» **Supplied entries**:
• • •

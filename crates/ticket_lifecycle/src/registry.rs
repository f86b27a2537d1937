//! The ticket registry
//!
//! Source of truth for "does this user already have a ticket?". Each user
//! maps to at most one slot: either an active ticket or a reservation
//! taken while that user's room is still being provisioned. Reservations
//! are what make the open sequence atomic without holding the map lock
//! across platform I/O — a concurrent open from the same user hits the
//! reservation and is turned away.
//!
//! Mappings are only trusted as far as the platform confirms them: a slot
//! whose room was deleted out-of-band is purged the next time it is
//! consulted (`resolve_stale_or_active`).

use std::collections::HashMap;
use std::sync::Arc;
use ticket_core::{Result, RoomId, Ticket, TicketError, UserId};
use tokio::sync::Mutex;
use tracing::debug;

enum Slot {
    /// Room provisioning is in flight for this user.
    Provisioning,
    /// A live ticket. The ticket carries its own lock so claim/close can
    /// serialize per room without touching the registry.
    Active {
        room: RoomId,
        ticket: Arc<Mutex<Ticket>>,
    },
}

/// What the registry knows about a user right now.
#[derive(Debug, Clone, PartialEq, Eq)]
pub enum Resolution {
    /// No ticket on file.
    None,
    /// A room is currently being provisioned for this user.
    Pending,
    /// An active ticket exists in the given room.
    Active(RoomId),
    /// A mapping existed but its room is gone; the entry has been purged.
    Healed,
}

#[derive(Default)]
pub struct TicketRegistry {
    by_user: HashMap<UserId, Slot>,
    by_room: HashMap<RoomId, UserId>,
}

impl TicketRegistry {
    pub fn new() -> Self {
        Self::default()
    }

    /// The user's current slot, taken at face value (no staleness check).
    pub fn current(&self, user: &UserId) -> Resolution {
        match self.by_user.get(user) {
            None => Resolution::None,
            Some(Slot::Provisioning) => Resolution::Pending,
            Some(Slot::Active { room, .. }) => Resolution::Active(room.clone()),
        }
    }

    /// The room of the user's active ticket, if any.
    pub fn lookup(&self, user: &UserId) -> Option<RoomId> {
        match self.by_user.get(user) {
            Some(Slot::Active { room, .. }) => Some(room.clone()),
            _ => None,
        }
    }

    /// Re-resolve a user's slot against the platform's word on whether the
    /// mapped room still exists. A mapping whose room is gone is purged and
    /// reported as `Healed`; the caller then proceeds as if no ticket
    /// existed.
    pub fn resolve_stale_or_active(
        &mut self,
        user: &UserId,
        room_still_exists: bool,
    ) -> Resolution {
        if let Some(Slot::Active { room, .. }) = self.by_user.get(user) {
            if !room_still_exists {
                let room = room.clone();
                self.by_user.remove(user);
                self.by_room.remove(&room);
                debug!(user = %user, room = %room, "purged stale ticket mapping");
                return Resolution::Healed;
            }
        }
        self.current(user)
    }

    /// Take the user's slot ahead of provisioning. Fails if any slot —
    /// active or pending — is already occupied.
    pub fn reserve(&mut self, user: &UserId) -> Result<()> {
        if self.by_user.contains_key(user) {
            return Err(TicketError::DuplicateTicket);
        }
        self.by_user.insert(user.clone(), Slot::Provisioning);
        Ok(())
    }

    /// Replace the user's slot (reservation or none) with a live ticket.
    pub fn activate(&mut self, user: &UserId, ticket: Ticket) -> Arc<Mutex<Ticket>> {
        let room = ticket.room.clone();
        let handle = Arc::new(Mutex::new(ticket));
        self.by_user.insert(
            user.clone(),
            Slot::Active {
                room: room.clone(),
                ticket: Arc::clone(&handle),
            },
        );
        self.by_room.insert(room, user.clone());
        handle
    }

    /// Register a ticket directly. Fails with `DuplicateTicket` when the
    /// user already has a slot.
    pub fn register(&mut self, user: &UserId, ticket: Ticket) -> Result<Arc<Mutex<Ticket>>> {
        if self.by_user.contains_key(user) {
            return Err(TicketError::DuplicateTicket);
        }
        Ok(self.activate(user, ticket))
    }

    /// Drop a reservation after a failed provisioning. Active slots are
    /// left untouched.
    pub fn cancel_reservation(&mut self, user: &UserId) {
        if matches!(self.by_user.get(user), Some(Slot::Provisioning)) {
            self.by_user.remove(user);
        }
    }

    /// Remove the entry whose room matches. No-op if absent.
    pub fn unregister_by_room(&mut self, room: &RoomId) -> Option<UserId> {
        let user = self.by_room.remove(room)?;
        self.by_user.remove(&user);
        Some(user)
    }

    /// Handle to the ticket living in the given room.
    pub fn ticket(&self, room: &RoomId) -> Option<Arc<Mutex<Ticket>>> {
        let user = self.by_room.get(room)?;
        match self.by_user.get(user) {
            Some(Slot::Active { ticket, .. }) => Some(Arc::clone(ticket)),
            _ => None,
        }
    }

    pub fn len(&self) -> usize {
        self.by_user.len()
    }

    pub fn is_empty(&self) -> bool {
        self.by_user.is_empty()
    }
}
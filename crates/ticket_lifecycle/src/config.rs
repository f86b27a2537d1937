//! Controller configuration

use serde::{Deserialize, Serialize};
use ticket_core::{ChannelId, RoleId, TRANSCRIPT_MESSAGE_CAP};

pub const DEFAULT_COOLDOWN_SECONDS: u64 = 60;
pub const DEFAULT_CLOSE_DELAY_SECONDS: u64 = 5;
pub const DEFAULT_CATEGORY_NAME: &str = "Tickets";

/// Knobs and identifiers the lifecycle controller runs with. Values are
/// injected by the embedding bot process; nothing here reads the
/// environment or disk.
#[derive(Debug, Clone, Serialize, Deserialize)]
pub struct ControllerConfig {
    /// Seconds a user must wait between successful ticket requests.
    pub cooldown_seconds: u64,

    /// User-facing delay between a close request and the archival work.
    pub close_delay_seconds: u64,

    /// Maximum number of messages fetched for a transcript.
    pub history_limit: usize,

    /// Role allowed to claim and manage tickets.
    pub staff_role: RoleId,

    /// Display name of the category ticket rooms are created under.
    pub category_name: String,

    /// Channel transcripts are delivered to on close.
    pub archive_channel: ChannelId,
}

impl ControllerConfig {
    pub fn new(staff_role: RoleId, archive_channel: ChannelId) -> Self {
        Self {
            cooldown_seconds: DEFAULT_COOLDOWN_SECONDS,
            close_delay_seconds: DEFAULT_CLOSE_DELAY_SECONDS,
            history_limit: TRANSCRIPT_MESSAGE_CAP,
            staff_role,
            category_name: DEFAULT_CATEGORY_NAME.to_string(),
            archive_channel,
        }
    }

    pub fn with_cooldown_seconds(mut self, seconds: u64) -> Self {
        self.cooldown_seconds = seconds;
        self
    }

    pub fn with_close_delay_seconds(mut self, seconds: u64) -> Self {
        self.close_delay_seconds = seconds;
        self
    }

    pub fn with_history_limit(mut self, limit: usize) -> Self {
        self.history_limit = limit;
        self
    }

    pub fn with_category_name(mut self, name: impl Into<String>) -> Self {
        self.category_name = name.into();
        self
    }
}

• • •

» **What needs to be done**:
Throughout the listing, how many lines contain the string "entry"? Give the number on its own.

» **Response area**:
2